Every line below that has the string "body" needs to be copied.

* * *

//! Positive configurability check on `o-ran-operations:operational-info`.

use serde_json::{json, Value};
use tracing::{debug, error, info, warn};

use crate::controller::Controller;
use crate::model::{ExecutionResult, Metric, ResultType, TestNote, TestStatus};
use crate::testcase::{CaseContext, CaseError, TestCase, TestCaseBase, TestCaseType, Verdict};

const CONFIG_KEY: &str = "o-ran-operations:operational-info";
const RE_CALL_HOME_TIMER: &str = "re-call-home-no-ssh-timer";
const MAX_CALL_HOME_ATTEMPTS: &str = "max-call-home-attempts";
const EXPECTED_TIMER_VALUE: u64 = 90;
const EXPECTED_ATTEMPTS_VALUE: u64 = 10;
const NOTIFICATION_KEY: &str = "ietf-netconf-notifications:netconf-config-change";

pub struct Configurability {
    base: TestCaseBase,
}

impl TestCaseType for Configurability {
    const ID: Option<&'static str> = Some("004");
    const NAME: &'static str = "O-RU Configurability Test (Positive Case)";
    const DESCRIPTION: &'static str = "Verify that the O-RU accepts valid operational-info configuration and that the O-RU Controller applies it via RESTCONF.";
    const CATEGORIES: &'static [&'static str] = &["configuration", "operational-info", "restconf"];
    const SUITE: &'static str = "O-RU Configuration";

    fn create(ctx: CaseContext) -> Self {
        let mut base = TestCaseBase::new(ctx);
        base.set_status(TestStatus::ConditionallyMandatory);
        Self { base }
    }
}

fn payload() -> Value {
    json!({
        CONFIG_KEY: {
            RE_CALL_HOME_TIMER: EXPECTED_TIMER_VALUE,
            MAX_CALL_HOME_ATTEMPTS: EXPECTED_ATTEMPTS_VALUE
        }
    })
}

/// Both values present and as written. Returns the first problem found.
fn check_applied(data: &Value) -> Result<(), String> {
    let info = data
        .get(CONFIG_KEY)
        .filter(|v| v.as_object().is_some_and(|o| !o.is_empty()))
        .ok_or_else(|| format!("missing '{CONFIG_KEY}' in configuration data"))?;

    for (key, expected) in [
        (RE_CALL_HOME_TIMER, EXPECTED_TIMER_VALUE),
        (MAX_CALL_HOME_ATTEMPTS, EXPECTED_ATTEMPTS_VALUE),
    ] {
        match info.get(key) {
            None => return Err(format!("missing key '{key}' in configuration data")),
            Some(value) if value.as_u64() != Some(expected) => {
                return Err(format!("key '{key}' is {value}, expected {expected}"))
            }
            Some(_) => {}
        }
    }
    Ok(())
}

/// Whether any notification reports an edit under [`CONFIG_KEY`].
fn reports_config_change(notifications: &[Value]) -> bool {
    notifications
        .iter()
        .filter_map(|n| n.get(NOTIFICATION_KEY))
        .filter_map(|change| change.get("edit").and_then(Value::as_array))
        .flatten()
        .filter_map(|edit| edit.get("target").and_then(Value::as_str))
        .any(|target| target.contains(CONFIG_KEY))
}

/// Optional step: never part of the verdict, and skipped when the controller
/// does not relay notifications.
fn notification_metric(controller: &dyn Controller, mountpoint: &str) -> Option<Metric> {
    let notifications = match controller.config_change_notifications(mountpoint) {
        Ok(Some(notifications)) => notifications,
        Ok(None) => {
            debug!("Controller does not relay notifications, skipping notification check");
            return None;
        }
        Err(e) => {
            warn!(error = %e, "Could not read configuration change notifications");
            return None;
        }
    };

    let observed = reports_config_change(&notifications);
    if observed {
        info!("Configuration change notification received");
    } else {
        warn!(
            count = notifications.len(),
            "No configuration change notification for operational-info"
        );
    }
    let result = ResultType::from_bool(observed);
    let metric = Metric::new("Configuration Change Notification", result)
        .measure_text("Notifications Received", notifications.len().to_string())
        .measure_text("Expected Target", CONFIG_KEY);
    Some(metric)
}

impl Configurability {
    fn execute(&self) -> Result<Verdict, CaseError> {
        let controller = self.base.controller()?;
        let mountpoint = self.base.settings().dut_mountpoint_name.as_str();
        let url = controller.mount_url(mountpoint, CONFIG_KEY);
        let body = payload();

        let payload_metric = Metric::new("Configuration Payload", ResultType::Pass)
            .measure_text(
                "Configuration Payload",
                serde_json::to_string_pretty(&body).unwrap_or_else(|_| body.to_string()),
            )
            .measure_text("Mountpoint Name", mountpoint);

        let (put_status, _) = controller.put(&url, &body)?;
        let applied = matches!(put_status, 200 | 204);
        if applied {
            info!("Configuration applied successfully");
        } else {
            error!(status = put_status, "Failed to apply configuration");
        }
        let apply_metric = Metric::new("Apply Configuration", ResultType::from_bool(applied))
            .measure_text("Status Code", put_status.to_string())
            .measure_text("URL", url.clone());

        let (get_status, data) = controller.fetch(&url)?;
        let validated = if get_status != 200 {
            error!(status = get_status, "Failed to retrieve configuration");
            false
        } else if let Err(problem) = check_applied(&data) {
            error!(%problem, "Configuration validation failed");
            false
        } else {
            info!("Configuration validation successful");
            true
        };
        let validate_result = ResultType::from_bool(validated);
        let mut validate_metric = Metric::new("Validate Configuration", validate_result)
            .measure_text("Status Code", get_status.to_string())
            .measure_text("URL", url);
        if super::has_data(&data) {
            validate_metric = validate_metric.measure_text(
                "Retrieved Configuration",
                serde_json::to_string_pretty(&data).unwrap_or_else(|_| data.to_string()),
            );
        }

        let mut metrics = vec![payload_metric, apply_metric, validate_metric];
        metrics.extend(notification_metric(controller, mountpoint));
        Ok(Verdict::new(ResultType::from_bool(applied && validated), metrics))
    }
}

impl TestCase for Configurability {
    fn id(&self) -> &str {
        self.base.id()
    }

    fn run(&mut self) -> ExecutionResult {
        self.base.begin(TestNote::new(
            "Test Case Description",
            "This test verifies that the O-RU accepts valid configuration for operational-info and that the configuration can be successfully applied through the O-RU Controller using RESTCONF.",
        ));
        let outcome = self.execute();
        self.base.conclude(outcome, "Failed to execute test case")
    }
}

* * *

WORKED SOLUTION:
        let body = payload();
                serde_json::to_string_pretty(&body).unwrap_or_else(|_| body.to_string()),
        let (put_status, _) = controller.put(&url, &body)?;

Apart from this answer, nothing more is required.